//! Row predicates, combined with logical AND.

use std::collections::BTreeSet;

use chrono::NaiveDate;
use serde::{Deserialize, Serialize};
use tracing::debug;

use crate::dataset::{Dataset, FilteredView};
use crate::error::{PipelineError, PipelineResult};
use crate::record::SalesRecord;
use crate::schema::{self, Schema};

/// Inclusive calendar interval.
#[derive(Debug, Clone, Copy, PartialEq, Eq, Serialize)]
pub struct DateRange {
    start: NaiveDate,
    end: NaiveDate,
}

impl DateRange {
    pub fn new(start: NaiveDate, end: NaiveDate) -> PipelineResult<Self> {
        if start > end {
            return Err(PipelineError::InvalidDateRange { start, end });
        }
        Ok(Self { start, end })
    }

    /// Resolve a possibly incomplete selection.
    ///
    /// Unless both ends are given the full `bounds` are used.
    pub fn from_selection(
        start: Option<NaiveDate>,
        end: Option<NaiveDate>,
        bounds: (NaiveDate, NaiveDate),
    ) -> PipelineResult<Self> {
        match (start, end) {
            (Some(start), Some(end)) => Self::new(start, end),
            _ => Self::new(bounds.0, bounds.1),
        }
    }

    pub fn start(&self) -> NaiveDate {
        self.start
    }

    pub fn end(&self) -> NaiveDate {
        self.end
    }

    pub fn contains(&self, date: NaiveDate) -> bool {
        self.start <= date && date <= self.end
    }
}

/// Text-valued columns a category predicate can target.
#[derive(Debug, Clone, Copy, PartialEq, Eq, Hash, Serialize, Deserialize)]
pub enum CategoryColumn {
    StoreType,
    Assortment,
    StateHoliday,
}

impl CategoryColumn {
    pub fn column_name(self) -> &'static str {
        match self {
            CategoryColumn::StoreType => schema::STORE_TYPE,
            CategoryColumn::Assortment => schema::ASSORTMENT,
            CategoryColumn::StateHoliday => schema::STATE_HOLIDAY,
        }
    }

    pub fn value(self, record: &SalesRecord) -> Option<&str> {
        match self {
            CategoryColumn::StoreType => record.attributes.store_type.as_deref(),
            CategoryColumn::Assortment => record.attributes.assortment.as_deref(),
            CategoryColumn::StateHoliday => record.state_holiday.as_deref(),
        }
    }
}

/// Integer-valued columns a membership predicate can target.
#[derive(Debug, Clone, Copy, PartialEq, Eq, Hash, Serialize, Deserialize)]
pub enum MembershipColumn {
    /// 0 = no promo, 1 = promo
    Promo,
    Store,
    DayOfWeek,
    SchoolHoliday,
    /// Store's continuing-promotion participation
    Promo2,
}

impl MembershipColumn {
    pub fn column_name(self) -> &'static str {
        match self {
            MembershipColumn::Promo => schema::PROMO,
            MembershipColumn::Store => schema::STORE,
            MembershipColumn::DayOfWeek => schema::DAY_OF_WEEK,
            MembershipColumn::SchoolHoliday => schema::SCHOOL_HOLIDAY,
            MembershipColumn::Promo2 => schema::PROMO2,
        }
    }

    pub fn value(self, record: &SalesRecord) -> Option<i64> {
        match self {
            MembershipColumn::Promo => record.promo.map(i64::from),
            MembershipColumn::Store => Some(record.store),
            MembershipColumn::DayOfWeek => record.day_of_week.map(i64::from),
            MembershipColumn::SchoolHoliday => record.school_holiday.map(i64::from),
            MembershipColumn::Promo2 => record.attributes.promo2.map(i64::from),
        }
    }
}

#[derive(Debug, Clone, PartialEq)]
pub enum Predicate {
    DateRange(DateRange),
    /// An empty `allowed` set disables the predicate.
    Category {
        column: CategoryColumn,
        allowed: BTreeSet<String>,
    },
    /// An empty `allowed` set rejects every row.
    Membership {
        column: MembershipColumn,
        allowed: BTreeSet<i64>,
    },
}

impl Predicate {
    pub fn matches(&self, record: &SalesRecord) -> bool {
        match self {
            Predicate::DateRange(range) => range.contains(record.date),
            Predicate::Category { column, allowed } => {
                allowed.is_empty()
                    || column
                        .value(record)
                        .is_some_and(|v| allowed.contains(v))
            }
            Predicate::Membership { column, allowed } => column
                .value(record)
                .is_some_and(|v| allowed.contains(&v)),
        }
    }

    /// Predicates that cannot narrow the view: empty category selections and
    /// anything targeting a column the data does not have.
    fn is_noop(&self, schema: &Schema) -> bool {
        match self {
            Predicate::DateRange(_) => false,
            Predicate::Category { column, allowed } => {
                allowed.is_empty() || schema.ensure(column.column_name()).is_err()
            }
            Predicate::Membership { column, .. } => schema.ensure(column.column_name()).is_err(),
        }
    }
}

/// An ordered list of predicates applied conjunctively.
#[derive(Debug, Clone, Default, PartialEq)]
pub struct FilterSet {
    predicates: Vec<Predicate>,
}

impl FilterSet {
    pub fn new() -> Self {
        Self::default()
    }

    pub fn push(mut self, predicate: Predicate) -> Self {
        self.predicates.push(predicate);
        self
    }

    pub fn date_range(self, range: DateRange) -> Self {
        self.push(Predicate::DateRange(range))
    }

    pub fn category<I, S>(self, column: CategoryColumn, allowed: I) -> Self
    where
        I: IntoIterator<Item = S>,
        S: Into<String>,
    {
        self.push(Predicate::Category {
            column,
            allowed: allowed.into_iter().map(Into::into).collect(),
        })
    }

    pub fn membership<I>(self, column: MembershipColumn, allowed: I) -> Self
    where
        I: IntoIterator<Item = i64>,
    {
        self.push(Predicate::Membership {
            column,
            allowed: allowed.into_iter().collect(),
        })
    }

    /// Store-id selection from the store picker. Unlike
    /// [`FilterSet::membership`], an empty selection keeps every store.
    pub fn stores<I>(self, chosen: I) -> Self
    where
        I: IntoIterator<Item = i64>,
    {
        let allowed: BTreeSet<i64> = chosen.into_iter().collect();
        if allowed.is_empty() {
            return self;
        }
        self.push(Predicate::Membership {
            column: MembershipColumn::Store,
            allowed,
        })
    }

    pub fn apply<'a>(&self, dataset: &'a Dataset) -> FilteredView<'a> {
        self.apply_to(&dataset.view())
    }

    /// Narrow an existing view. The view and its dataset are left untouched.
    pub fn apply_to<'a>(&self, view: &FilteredView<'a>) -> FilteredView<'a> {
        let schema = view.schema();
        let active: Vec<&Predicate> = self
            .predicates
            .iter()
            .filter(|p| !p.is_noop(schema))
            .collect();

        if active.is_empty() {
            return view.clone();
        }

        let narrowed = view.retain(|r| active.iter().all(|p| p.matches(r)));
        debug!(
            predicates = active.len(),
            before = view.len(),
            after = narrowed.len(),
            "filters applied"
        );
        narrowed
    }
}

/// Observed distinct values of a categorical column, sorted, nulls dropped.
pub fn distinct_categories(view: &FilteredView<'_>, column: CategoryColumn) -> Vec<String> {
    view.iter()
        .filter_map(|r| column.value(r))
        .collect::<BTreeSet<_>>()
        .into_iter()
        .map(str::to_owned)
        .collect()
}

/// Store ids to offer in the store picker, or `None` when the view holds more
/// than `limit` distinct stores.
pub fn store_picker_options(view: &FilteredView<'_>, limit: usize) -> Option<Vec<i64>> {
    let stores = view.distinct_stores();
    (stores.len() <= limit).then_some(stores)
}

:: TASK ::
The job here is to find each line above with the word "return" and copy it.

:: WRITTEN SOLUTION ::
            return Err(PipelineError::InvalidDateRange { start, end });
            return self;
            return view.clone();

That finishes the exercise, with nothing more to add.